Kecurigaan baru muncul keesokan harinya saat pelaku tak kunjung kembali. Upaya menghubungi MB melalui ponsel juga gagal karena pelaku memutus komunikasi. Merasa dirugikan, korban akhirnya melapor ke polisi.

Menindaklanjuti laporan tersebut, Unit Opsnal Reskrim Polsek Samarinda Kota melakukan penelusuran hingga akhirnya menangkap pelaku pada Sabtu pagi (31/1/2026) di Jalan M. Yamin, Kelurahan Gunung Kelua, Kecamatan Samarinda Ulu.

“Pelaku berhasil diamankan petugas di kawasan Jalan M. Yamin, Kelurahan Gunung Kelua, Kecamatan Samarinda Ulu. Saat ditangkap, barang bukti motor curian tersebut masih berada dalam penguasaan pelaku,” ujar Kapolsek Samarinda Kota IGN Adi Suarmita dalam keterangan tertulisnya, Senin (2/2/2026).

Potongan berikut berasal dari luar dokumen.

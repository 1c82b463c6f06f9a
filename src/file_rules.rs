use regex::Regex;

use crate::context::Context;
use crate::errors::Result;
use crate::findings::Finding;
use crate::rule::PerFileRule;
use crate::scanned_file::ScannedFile;

/// An ordered list of literal `(original -> replacement)` substitutions
/// applied over the full content, each on the output of the previous one.
pub struct Replacer {
    pairs: Vec<(String, String)>,
}

impl Replacer {
    pub fn new(pairs: Vec<(String, String)>) -> Self {
        Self { pairs }
    }
}

impl PerFileRule for Replacer {
    fn scrub_file(&self, file: &mut ScannedFile, _ctx: &mut Context) -> Result<()> {
        for (original, replacement) in &self.pairs {
            file.rewrite(original, replacement)?;
        }
        Ok(())
    }

    fn name(&self) -> &str {
        "replacer"
    }
}

/// An ordered list of regex replacements; replacement strings support
/// backreferences in the host regex library's syntax (`$1`, `${name}`).
pub struct RegexReplacer {
    pairs: Vec<(Regex, String)>,
}

impl RegexReplacer {
    pub fn new(pairs: Vec<(Regex, String)>) -> Self {
        Self { pairs }
    }
}

impl PerFileRule for RegexReplacer {
    fn scrub_file(&self, file: &mut ScannedFile, _ctx: &mut Context) -> Result<()> {
        let text = file.contents()?.to_string();
        let mut rewritten = text.clone();
        for (pattern, replacement) in &self.pairs {
            rewritten = pattern.replace_all(&rewritten, replacement.as_str()).into_owned();
        }
        if rewritten != text {
            file.write_contents(rewritten)?;
        }
        Ok(())
    }

    fn name(&self) -> &str {
        "regex_replacer"
    }
}

/// If the first line starts with `#!`, replaces it with a configured line
/// verbatim.
pub struct ShebangReplace {
    shebang_line: String,
}

impl ShebangReplace {
    pub fn new(shebang_line: String) -> Self {
        Self { shebang_line }
    }
}

impl PerFileRule for ShebangReplace {
    fn scrub_file(&self, file: &mut ScannedFile, _ctx: &mut Context) -> Result<()> {
        let text = file.contents()?.to_string();
        if let Some(first_line_end) = text.find('\n') {
            let first_line = &text[..first_line_end];
            if first_line.starts_with("#!") {
                let rewritten = format!("{}{}", self.shebang_line, &text[first_line_end..]);
                file.write_contents(rewritten)?;
            }
        } else if text.starts_with("#!") {
            file.write_contents(self.shebang_line.clone())?;
        }
        Ok(())
    }

    fn name(&self) -> &str {
        "shebang_replace"
    }
}

/// What to do with a matched `#include` directive.
pub enum IncludeAction {
    Drop,
    Keep,
    Rename(String),
}

/// Driven by a config mapping `regex -> action`, applied to `#include "…"`
/// and `#include <…>` lines.
pub struct CIncludeScrubber {
    include_line: Regex,
    rules: Vec<(Regex, IncludeAction)>,
}

impl CIncludeScrubber {
    pub fn new(rules: Vec<(Regex, IncludeAction)>) -> Self {
        Self {
            include_line: Regex::new(r#"^(\s*#include\s*)(".*?"|<.*?>)(\s*)$"#).unwrap(),
            rules,
        }
    }

    fn target(captured: &str) -> &str {
        &captured[1..captured.len() - 1]
    }
}

impl PerFileRule for CIncludeScrubber {
    fn scrub_file(&self, file: &mut ScannedFile, _ctx: &mut Context) -> Result<()> {
        let text = file.contents()?.to_string();
        let mut out_lines = Vec::new();
        for line in text.split('\n') {
            if let Some(caps) = self.include_line.captures(line) {
                let quoted = &caps[2];
                let target = Self::target(quoted);
                let action = self
                    .rules
                    .iter()
                    .find(|(re, _)| re.is_match(target))
                    .map(|(_, action)| action);
                match action {
                    Some(IncludeAction::Drop) => continue,
                    Some(IncludeAction::Rename(new_target)) => {
                        let delimiters = (quoted.as_bytes()[0], quoted.as_bytes()[quoted.len() - 1]);
                        let rewritten = format!(
                            "{}{}{}{}{}",
                            &caps[1],
                            delimiters.0 as char,
                            new_target,
                            delimiters.1 as char,
                            &caps[3]
                        );
                        out_lines.push(rewritten);
                    }
                    Some(IncludeAction::Keep) | None => out_lines.push(line.to_string()),
                }
            } else {
                out_lines.push(line.to_string());
            }
        }
        let rewritten = out_lines.join("\n");
        file.write_contents(rewritten)?;
        Ok(())
    }

    fn name(&self) -> &str {
        "c_include_scrubber"
    }
}

/// Tokenizes top-of-file `import X.Y.Z;` (including `import static`) lines
/// and removes each whose last identifier does not appear as a token
/// anywhere else in the file.
pub struct JavaUnusedImportStripper {
    import_line: Regex,
}

impl Default for JavaUnusedImportStripper {
    fn default() -> Self {
        Self::new()
    }
}

impl JavaUnusedImportStripper {
    pub fn new() -> Self {
        Self {
            import_line: Regex::new(r"^import\s+(static\s+)?([\w.]+)\s*;\s*$").unwrap(),
        }
    }
}

impl PerFileRule for JavaUnusedImportStripper {
    fn scrub_file(&self, file: &mut ScannedFile, _ctx: &mut Context) -> Result<()> {
        let text = file.contents()?.to_string();
        let mut out_lines = Vec::new();
        for line in text.split('\n') {
            if let Some(caps) = self.import_line.captures(line) {
                let path = &caps[2];
                let last_ident = path.rsplit('.').next().unwrap_or(path);
                let usage = Regex::new(&format!(r"\b{}\b", regex::escape(last_ident))).unwrap();
                let occurrences = usage.find_iter(&text).count();
                if occurrences <= 1 {
                    continue;
                }
            }
            out_lines.push(line.to_string());
        }
        let rewritten = out_lines.join("\n");
        file.write_contents(rewritten)?;
        Ok(())
    }

    fn name(&self) -> &str {
        "java_unused_import_stripper"
    }
}

/// Collapses any run of at least N+1 blank lines into exactly N.
pub struct BlankLineCoalescer {
    maximum_blank_lines: usize,
}

impl BlankLineCoalescer {
    pub fn new(maximum_blank_lines: usize) -> Self {
        Self { maximum_blank_lines }
    }
}

impl PerFileRule for BlankLineCoalescer {
    fn scrub_file(&self, file: &mut ScannedFile, _ctx: &mut Context) -> Result<()> {
        let text = file.contents()?.to_string();
        let mut out_lines: Vec<&str> = Vec::new();
        let mut blank_run = 0usize;
        for line in text.split('\n') {
            if line.trim().is_empty() {
                blank_run += 1;
                if blank_run <= self.maximum_blank_lines {
                    out_lines.push(line);
                }
            } else {
                blank_run = 0;
                out_lines.push(line);
            }
        }
        let rewritten = out_lines.join("\n");
        file.write_contents(rewritten)?;
        Ok(())
    }

    fn name(&self) -> &str {
        "blank_line_coalescer"
    }
}

const TEST_SIZE_ANNOTATIONS: [&str; 4] = ["SmallTest", "MediumTest", "LargeTest", "EnormousTest"];

/// Removes lines consisting solely of `@SmallTest`/`@MediumTest`/
/// `@LargeTest`/`@EnormousTest` (and combinations), plus the matching
/// import lines.
pub struct JavaTestSizeAnnotationScrubber {
    annotation_only_line: Regex,
    import_line: Regex,
}

impl Default for JavaTestSizeAnnotationScrubber {
    fn default() -> Self {
        Self::new()
    }
}

impl JavaTestSizeAnnotationScrubber {
    pub fn new() -> Self {
        let names = TEST_SIZE_ANNOTATIONS.join("|");
        Self {
            annotation_only_line: Regex::new(&format!(r"^(\s*@(?:{names})\s*)+$")).unwrap(),
            import_line: Regex::new(&format!(r"^import\s+[\w.]*\.({names})\s*;\s*$", names = names)).unwrap(),
        }
    }
}

impl PerFileRule for JavaTestSizeAnnotationScrubber {
    fn scrub_file(&self, file: &mut ScannedFile, _ctx: &mut Context) -> Result<()> {
        let text = file.contents()?.to_string();
        let out_lines: Vec<&str> = text
            .split('\n')
            .filter(|line| {
                !self.annotation_only_line.is_match(line) && !self.import_line.is_match(line)
            })
            .collect();
        let rewritten = out_lines.join("\n");
        file.write_contents(rewritten)?;
        Ok(())
    }

    fn name(&self) -> &str {
        "java_testsize_annotation_scrubber"
    }
}

/// Removes `<inherits name="X"/>` elements whose `X` is in a configured
/// set.
pub struct GwtInheritScrubber {
    pattern: Regex,
    names: std::collections::HashSet<String>,
}

impl GwtInheritScrubber {
    pub fn new(names: Vec<String>) -> Self {
        Self {
            pattern: Regex::new(r#"^\s*<inherits\s+name="([^"]+)"\s*/>\s*$"#).unwrap(),
            names: names.into_iter().collect(),
        }
    }
}

impl PerFileRule for GwtInheritScrubber {
    fn scrub_file(&self, file: &mut ScannedFile, _ctx: &mut Context) -> Result<()> {
        let text = file.contents()?.to_string();
        let out_lines: Vec<&str> = text
            .split('\n')
            .filter(|line| match self.pattern.captures(line) {
                Some(caps) => !self.names.contains(&caps[1]),
                None => true,
            })
            .collect();
        let rewritten = out_lines.join("\n");
        file.write_contents(rewritten)?;
        Ok(())
    }

    fn name(&self) -> &str {
        "gwt_inherit_scrubber"
    }
}

/// Textual rewrite of an internal package prefix to a public one, anywhere
/// it appears word-boundary-delimited: `package`/`import` declarations and
/// fully-qualified names.
pub struct JavaRenameScrubber {
    pattern: Regex,
    public_package: String,
}

impl JavaRenameScrubber {
    pub fn new(internal_package: String, public_package: String) -> Self {
        Self {
            pattern: Regex::new(&format!(r"\b{}\b", regex::escape(&internal_package))).unwrap(),
            public_package,
        }
    }
}

impl PerFileRule for JavaRenameScrubber {
    fn scrub_file(&self, file: &mut ScannedFile, _ctx: &mut Context) -> Result<()> {
        let text = file.contents()?.to_string();
        let rewritten = self.pattern.replace_all(&text, self.public_package.as_str());
        if rewritten != text {
            file.write_contents(rewritten.into_owned())?;
        }
        Ok(())
    }

    fn name(&self) -> &str {
        "java_rename_scrubber"
    }
}

/// Runs a sensitive-string/regex matcher stack against the full file text
/// for languages without a comment-aware pass (the dispatcher's "polyglot
/// rules" stage). Findings use the regular whitelist.
pub struct PolyglotSensitiveScrubber {
    matchers: Vec<Box<dyn crate::matchers::SensitiveMatcher>>,
}

impl PolyglotSensitiveScrubber {
    pub fn new(matchers: Vec<Box<dyn crate::matchers::SensitiveMatcher>>) -> Self {
        Self { matchers }
    }
}

impl PerFileRule for PolyglotSensitiveScrubber {
    fn scrub_file(&self, file: &mut ScannedFile, ctx: &mut Context) -> Result<()> {
        let filename = file.relative_path().to_string();
        let mut text = file.contents()?.to_string();
        for matcher in &self.matchers {
            let matches = matcher.find_matches(&text);
            for m in matches.iter().rev() {
                ctx.add_finding(Finding::new(
                    "sensitive_string",
                    m.trigger.clone(),
                    &filename,
                    format!("sensitive string \"{}\" found", m.trigger),
                ));
                text.replace_range(m.start..m.end, "");
            }
        }
        file.write_contents(text)?;
        Ok(())
    }

    fn name(&self) -> &str {
        "polyglot_sensitive_scrubber"
    }
}

#[cfg(test)]
mod tests {
    use super::*;
    use crate::findings::Whitelist;
    use std::path::PathBuf;
    use tempfile::TempDir;

    fn ctx() -> Context {
        Context::new(PathBuf::from("/tmp/scratch"), Whitelist::default())
    }

    fn make_file(dir: &TempDir, name: &str, contents: &str) -> ScannedFile {
        let path = dir.path().join(name);
        std::fs::write(&path, contents).unwrap();
        ScannedFile::new(path, name.to_string(), dir.path().join("scratch"))
    }

    #[test]
    fn java_unused_import_stripper_removes_only_unused() {
        let dir = TempDir::new().unwrap();
        let mut file = make_file(
            &dir,
            "A.java",
            "import java.util.List;\nimport java.util.Map;\n\nclass A { Map<String,String> m; }\n",
        );
        let rule = JavaUnusedImportStripper::new();
        let mut context = ctx();
        rule.scrub_file(&mut file, &mut context).unwrap();
        let contents = file.contents().unwrap();
        assert!(!contents.contains("import java.util.List;"));
        assert!(contents.contains("import java.util.Map;"));
    }

    #[test]
    fn blank_line_coalescer_collapses_runs() {
        let dir = TempDir::new().unwrap();
        let mut file = make_file(&dir, "a.txt", "a\n\n\n\n\nb\n");
        let rule = BlankLineCoalescer::new(1);
        let mut context = ctx();
        rule.scrub_file(&mut file, &mut context).unwrap();
        assert_eq!(file.contents().unwrap(), "a\n\nb\n");
    }

    #[test]
    fn gwt_inherit_scrubber_removes_configured_names() {
        let dir = TempDir::new().unwrap();
        let mut file = make_file(
            &dir,
            "Module.gwt.xml",
            "<module>\n<inherits name=\"internal.Module\"/>\n<inherits name=\"public.Module\"/>\n</module>\n",
        );
        let rule = GwtInheritScrubber::new(vec!["internal.Module".to_string()]);
        let mut context = ctx();
        rule.scrub_file(&mut file, &mut context).unwrap();
        let contents = file.contents().unwrap();
        assert!(!contents.contains("internal.Module"));
        assert!(contents.contains("public.Module"));
    }

    #[test]
    fn shebang_replace_rewrites_first_line_only() {
        let dir = TempDir::new().unwrap();
        let mut file = make_file(&dir, "run.sh", "#!/usr/bin/python2\necho hi\n");
        let rule = ShebangReplace::new("#!/usr/bin/python3".to_string());
        let mut context = ctx();
        rule.scrub_file(&mut file, &mut context).unwrap();
        assert_eq!(file.contents().unwrap(), "#!/usr/bin/python3\necho hi\n");
    }

    #[test]
    fn c_include_scrubber_drops_and_renames() {
        let dir = TempDir::new().unwrap();
        let mut file = make_file(
            &dir,
            "a.c",
            "#include \"internal/debug.h\"\n#include \"common/base.h\"\n",
        );
        let rules = vec![
            (Regex::new("internal/.*").unwrap(), IncludeAction::Drop),
            (
                Regex::new("common/base.h").unwrap(),
                IncludeAction::Rename("public/base.h".to_string()),
            ),
        ];
        let rule = CIncludeScrubber::new(rules);
        let mut context = ctx();
        rule.scrub_file(&mut file, &mut context).unwrap();
        assert_eq!(file.contents().unwrap(), "#include \"public/base.h\"\n");
    }
}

Baca Juga:  APBD Perubahan 2025 Kaltim Naik Jadi Rp21,74 Triliun, DPRD Ketok Palu

Kapolsek menyayangkan tindakan pelaku yang memanfaatkan hubungan pertemanan untuk melakukan kejahatan.
“Modusnya terbilang klasik, meminjam kendaraan untuk beli makan, namun motor justru dibawa kabur. Kami berkomitmen menindak tegas segala bentuk pelanggaran hukum demi keadilan korban,” tegasnya.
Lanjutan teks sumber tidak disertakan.